Villa La Pietra, built more than 550 years ago at the beginning of the Italian Renaissance, is home to NYU Florence. Studying in this very special place allows you to be part of the vibrant local and international communities that call Florence their home. Life may not be what you make of it but it is surely what you make of the opportunities that life presents you with; NYU Florence offers students endless opportunities………..are you ready to make the most of them?
Through talks, workshops and discussion groups the Terra Firma Firenze and Museum Meetings programs aim to facilitate a deeper appreciation of the place you have chosen to study, to more fully enjoy it and to use it as a mirror reflecting wider issues in the world related to environmental sustainability, the arts, conservation, the food we eat and general human wellbeing.
Museum Meetings Museum Meetings consist of a series of conversations dedicated to various aspects of art and museums, including art history, photography, anthropology, collecting, curation, techniques and media, conservation, and the role of museums and archives in society today. It originates in the Acton Collection at Villa La Pietra and expands to other art spaces in Florence and Italy. It is designed to attract a multidisciplinary group of students, not just those studying art or art history. All the meetings are conceived as discussions and envisage an active participation. Francesca Baldry, Collection Manager at Villa La Pietra, organizes the meetings and welcomes suggestions from students.
NYU Florence is different from any other Study Abroad site. Its campus is made up of Villa La Pietra’s world-famous gardens and the bucolic agricultural landscape that surrounds them. As a small, but perfect, 37 acre Tuscany Villa Estate it does produce food but its main purpose for more than 550 years has been the wellbeing of the community it serves. Today, that community is the students and staff that form the NYU Florence family.

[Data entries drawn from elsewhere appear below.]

//! AES-256-GCM envelope encryption for vault secrets.
//!
//! Each secret gets its own random data key; the payload is encrypted
//! under the data key and the data key is wrapped under the master key
//! held by the [`KeyManager`](super::keys::KeyManager) boundary. Only
//! ciphertext and the wrapped data key are ever persisted.

use aes_gcm::{
    aead::{Aead, KeyInit},
    Aes256Gcm, Nonce,
};
use rand::RngCore;
use serde::{Deserialize, Serialize};
use thiserror::Error;
use zeroize::Zeroizing;

use super::keys::{MasterKey, KEY_SIZE};

/// 12-byte nonce for AES-GCM (96 bits is the standard).
pub const NONCE_SIZE: usize = 12;

/// Crypto failures. Messages never include key or plaintext material.
#[derive(Debug, Error)]
pub enum CryptoError {
    /// Cipher construction or encryption failed.
    #[error("encryption failed: {0}")]
    Encrypt(String),
    /// Decryption or unwrap failed (wrong key, tampered ciphertext).
    #[error("decryption failed: {0}")]
    Decrypt(String),
    /// Persisted envelope material is malformed.
    #[error("malformed envelope: {0}")]
    Malformed(String),
}

/// Base64 (de)serialization for binary envelope fields, keeping the
/// persisted representation printable.
mod b64 {
    use base64::engine::general_purpose::STANDARD;
    use base64::Engine;
    use serde::{Deserialize, Deserializer, Serializer};

    pub fn serialize<S: Serializer>(bytes: &[u8], serializer: S) -> Result<S::Ok, S::Error> {
        serializer.serialize_str(&STANDARD.encode(bytes))
    }

    pub fn deserialize<'de, D: Deserializer<'de>>(deserializer: D) -> Result<Vec<u8>, D::Error> {
        let encoded = String::deserialize(deserializer)?;
        STANDARD
            .decode(encoded.as_bytes())
            .map_err(serde::de::Error::custom)
    }
}

/// The persisted envelope: payload ciphertext plus the wrapped data key.
#[derive(Debug, Clone, Serialize, Deserialize)]
pub struct EnvelopeCiphertext {
    /// Payload encrypted under the per-secret data key.
    #[serde(with = "b64")]
    pub ciphertext: Vec<u8>,
    /// Nonce used for the payload encryption.
    #[serde(with = "b64")]
    pub payload_nonce: Vec<u8>,
    /// Data key encrypted under the master key.
    #[serde(with = "b64")]
    pub wrapped_key: Vec<u8>,
    /// Nonce used for the key wrap.
    #[serde(with = "b64")]
    pub key_nonce: Vec<u8>,
}

fn random_nonce() -> [u8; NONCE_SIZE] {
    let mut nonce = [0u8; NONCE_SIZE];
    rand::thread_rng().fill_bytes(&mut nonce);
    nonce
}

fn seal(key: &[u8; KEY_SIZE], plaintext: &[u8]) -> Result<(Vec<u8>, [u8; NONCE_SIZE]), CryptoError> {
    let cipher =
        Aes256Gcm::new_from_slice(key).map_err(|e| CryptoError::Encrypt(e.to_string()))?;
    let nonce_bytes = random_nonce();
    let nonce = Nonce::from_slice(&nonce_bytes);
    let ciphertext = cipher
        .encrypt(nonce, plaintext)
        .map_err(|e| CryptoError::Encrypt(e.to_string()))?;
    Ok((ciphertext, nonce_bytes))
}

fn open(
    key: &[u8; KEY_SIZE],
    ciphertext: &[u8],
    nonce_bytes: &[u8],
) -> Result<Zeroizing<Vec<u8>>, CryptoError> {
    if nonce_bytes.len() != NONCE_SIZE {
        return Err(CryptoError::Malformed(format!(
            "nonce size {} (expected {NONCE_SIZE})",
            nonce_bytes.len()
        )));
    }
    let cipher =
        Aes256Gcm::new_from_slice(key).map_err(|e| CryptoError::Decrypt(e.to_string()))?;
    let nonce = Nonce::from_slice(nonce_bytes);
    let plaintext = cipher
        .decrypt(nonce, ciphertext)
        .map_err(|e| CryptoError::Decrypt(e.to_string()))?;
    Ok(Zeroizing::new(plaintext))
}

/// Encrypt plaintext under a fresh data key and wrap the data key under
/// the master key.
pub fn encrypt_envelope(
    master: &MasterKey,
    plaintext: &[u8],
) -> Result<EnvelopeCiphertext, CryptoError> {
    let mut data_key = Zeroizing::new([0u8; KEY_SIZE]);
    rand::thread_rng().fill_bytes(data_key.as_mut());

    let (ciphertext, payload_nonce) = seal(&data_key, plaintext)?;
    let (wrapped_key, key_nonce) = seal(master.as_bytes(), data_key.as_ref())?;

    Ok(EnvelopeCiphertext {
        ciphertext,
        payload_nonce: payload_nonce.to_vec(),
        wrapped_key,
        key_nonce: key_nonce.to_vec(),
    })
}

/// Unwrap the data key under the master key and decrypt the payload.
/// The returned buffer zeroizes on drop.
pub fn decrypt_envelope(
    master: &MasterKey,
    envelope: &EnvelopeCiphertext,
) -> Result<Zeroizing<Vec<u8>>, CryptoError> {
    let data_key_bytes = open(master.as_bytes(), &envelope.wrapped_key, &envelope.key_nonce)?;
    if data_key_bytes.len() != KEY_SIZE {
        return Err(CryptoError::Malformed(format!(
            "wrapped key unwrapped to {} bytes",
            data_key_bytes.len()
        )));
    }
    let mut data_key = Zeroizing::new([0u8; KEY_SIZE]);
    data_key.copy_from_slice(&data_key_bytes);

    open(&data_key, &envelope.ciphertext, &envelope.payload_nonce)
}
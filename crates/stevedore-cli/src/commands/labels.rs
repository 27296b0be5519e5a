//! Labels command - describe the label vocabulary

use console::style;
use stevedore_convert::{LabelKind, suggest_label};
use stevedore_core::LABEL_PREFIX;

use crate::error::{CliError, Result};

pub fn run(name: Option<&str>) -> Result<()> {
    let Some(name) = name else {
        print_all();
        return Ok(());
    };

    // accept both `ports` and `stevedore.io/ports`
    let bare = name
        .strip_prefix(LABEL_PREFIX)
        .and_then(|rest| rest.strip_prefix('/'))
        .unwrap_or(name);

    match LabelKind::from_name(bare) {
        Some(kind) => {
            print_label(kind);
            Ok(())
        }
        None => Err(CliError::UnknownLabel {
            name: name.to_string(),
            help: suggest_label(bare).map(|kind| format!("did you mean '{}'?", kind.name())),
        }),
    }
}

fn print_all() {
    println!();
    println!("  {}", style("Labels").bold());
    println!("  {}", style("──────").dim());
    for kind in LabelKind::ALL {
        println!(
            "  {} {}",
            style(format!("{:<30}", kind.key())).cyan(),
            style(kind.summary()).dim()
        );
    }
    println!();
    println!(
        "  {}",
        style("Run `stevedore labels <name>` for the value format").dim()
    );
    println!();
}

fn print_label(kind: LabelKind) {
    println!();
    println!("  {}", style(kind.key()).bold().cyan());
    println!("  {}", kind.summary());
    println!();
    for line in kind.long_help().lines() {
        println!("    {}", line);
    }
    println!();
}
//! Naming conventions shared by every builder
//!
//! Resources are registered under a *logical* name (the sanitized service
//! name, plus a path suffix for file-backed ConfigMaps). The Kubernetes
//! `metadata.name` is the logical name prefixed with the chart fullname
//! helper, so every generated object follows the release name.

use std::collections::BTreeMap;
use std::path::{Component, Path};

use once_cell::sync::Lazy;
use regex::Regex;
use stevedore_core::LABEL_PREFIX;

static NON_DNS_RUN: Lazy<Regex> = Lazy::new(|| Regex::new(r"[^a-z0-9]+").expect("valid regex"));

/// Reduce a string to the DNS-label character set
///
/// ```
/// use stevedore_convert::naming::sanitize;
///
/// assert_eq!(sanitize("envéfoo.file"), "env-foo-file");
/// assert_eq!(sanitize("My_Service"), "my-service");
/// ```
pub fn sanitize(value: &str) -> String {
    let lower = value.to_lowercase();
    NON_DNS_RUN
        .replace_all(&lower, "-")
        .trim_matches('-')
        .to_string()
}

/// Normalize a label-referenced path: `./conf//nginx/` becomes `conf/nginx`
///
/// Only normal components are kept, so the result is always relative.
pub fn normalize_path(path: &str) -> String {
    Path::new(path)
        .components()
        .filter_map(|component| match component {
            Component::Normal(part) => Some(part.to_string_lossy().into_owned()),
            _ => None,
        })
        .collect::<Vec<_>>()
        .join("/")
}

/// Name token derived from a path
pub fn path_to_name(path: &str) -> String {
    sanitize(&normalize_path(path))
}

/// Logical name of the resources owned by a service
pub fn logical_name(service: &str) -> String {
    sanitize(service)
}

/// Logical name of a file-backed ConfigMap
pub fn file_logical_name(service: &str, path: &str) -> String {
    format!("{}-{}", logical_name(service), path_to_name(path))
}

/// Templated `metadata.name` for a logical name
pub fn tpl_name(app: &str, logical: &str) -> String {
    format!("{{{{ include \"{}.fullname\" . }}}}-{}", app, logical)
}

/// Template expression reading a service entry of `values.yaml`
///
/// `index` keeps service names containing dashes addressable.
pub fn values_ref(service: &str, keys: &[&str]) -> String {
    let mut expr = format!("index .Values \"{}\"", service);
    for key in keys {
        expr.push_str(&format!(" \"{}\"", key));
    }
    expr
}

/// Provenance label naming the owning service
pub fn component_label() -> String {
    format!("{}/component", LABEL_PREFIX)
}

/// Labels identifying the pods of a service
pub fn selector_labels(app: &str, service: &str) -> BTreeMap<String, String> {
    BTreeMap::from([
        (
            "app.kubernetes.io/name".to_string(),
            format!("{{{{ include \"{}.name\" . }}}}", app),
        ),
        (
            "app.kubernetes.io/instance".to_string(),
            "{{ .Release.Name }}".to_string(),
        ),
        (component_label(), service.to_string()),
    ])
}

/// Labels set on every generated object
pub fn labels(app: &str, service: &str) -> BTreeMap<String, String> {
    let mut labels = selector_labels(app, service);
    labels.insert(
        "app.kubernetes.io/managed-by".to_string(),
        "{{ .Release.Service }}".to_string(),
    );
    labels
}

/// Annotations set on every generated object
pub fn annotations(version: &str) -> BTreeMap<String, String> {
    BTreeMap::from([(format!("{}/version", LABEL_PREFIX), version.to_string())])
}
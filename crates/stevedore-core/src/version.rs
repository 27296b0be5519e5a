//! Version string resolution
//!
//! Release builds embed their git ref (`v1.2.3`, `1.2.3`, `release-1.2.3`,
//! `releases/1.2.3`). Anything else is a development build and falls back
//! to the build information.

use once_cell::sync::Lazy;
use regex::Regex;

static SEMVER_LIKE: Lazy<Regex> =
    Lazy::new(|| Regex::new(r"^v?\d+\.\d+\.\d+").expect("valid regex"));

/// Resolve a displayable version from a raw ref and an optional fallback
///
/// ```
/// use stevedore_core::resolve_version;
///
/// assert_eq!(resolve_version("1.0.0", None), "v1.0.0");
/// assert_eq!(resolve_version("release-1.0.0", None), "v1.0.0");
/// assert_eq!(resolve_version("main", Some("0.1.0-dev")), "0.1.0-dev");
/// ```
pub fn resolve_version(raw: &str, build_fallback: Option<&str>) -> String {
    let raw = raw.trim();

    for prefix in ["release-", "releases/"] {
        if let Some(rest) = raw.strip_prefix(prefix) {
            return with_v_prefix(rest);
        }
    }

    if SEMVER_LIKE.is_match(raw) {
        return with_v_prefix(raw);
    }

    match build_fallback {
        Some(fallback) if !fallback.trim().is_empty() => fallback.trim().to_string(),
        _ => raw.to_string(),
    }
}

/// Parse a chart version, accepting an optional leading `v`
pub fn parse_chart_version(raw: &str) -> crate::Result<semver::Version> {
    let trimmed = raw.trim().trim_start_matches('v');
    Ok(semver::Version::parse(trimmed)?)
}

fn with_v_prefix(version: &str) -> String {
    if version.starts_with('v') {
        version.to_string()
    } else {
        format!("v{}", version)
    }
}

#[cfg(test)]
mod tests {
    use super::*;

    #[test]
    fn test_release_refs() {
        assert_eq!(resolve_version("1.0.0", None), "v1.0.0");
        assert_eq!(resolve_version("v1.0.0", None), "v1.0.0");
        assert_eq!(resolve_version("release-1.0.0", None), "v1.0.0");
        assert_eq!(resolve_version("releases/1.0.0", None), "v1.0.0");
        assert_eq!(resolve_version("v1.0.0-rc.1", None), "v1.0.0-rc.1");
    }

    #[test]
    fn test_development_build_uses_fallback() {
        assert_eq!(resolve_version("master", Some("0.1.0 (devel)")), "0.1.0 (devel)");
        assert_eq!(resolve_version("master", None), "master");
        assert_eq!(resolve_version("master", Some("  ")), "master");
    }

    #[test]
    fn test_parse_chart_version() {
        assert_eq!(parse_chart_version("v0.2.0").unwrap(), semver::Version::new(0, 2, 0));
        assert!(parse_chart_version("latest").is_err());
    }
}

Pliny wrote “I always feel energetic and fit at my Tuscan villa, both mentally and physically.” [Epistles, V. vi.45].
Broadly, the estate may be divided in two parts: the formal gardens where students may participate in outdoor classes, revise for upcoming exams or simply relax, take the sun and enjoy a homemade picnic in beautiful surroundings; the olive groves and the walled garden, the Pomario, form NYU Florence’s Community Farm which acts as a Green Laboratory of learning opportunities for a range of courses and extracurricular activities. From this semester the Farm will also start to supply the on-site cafeteria with fresh, zero-miles, produce in a way that is also good for our environment.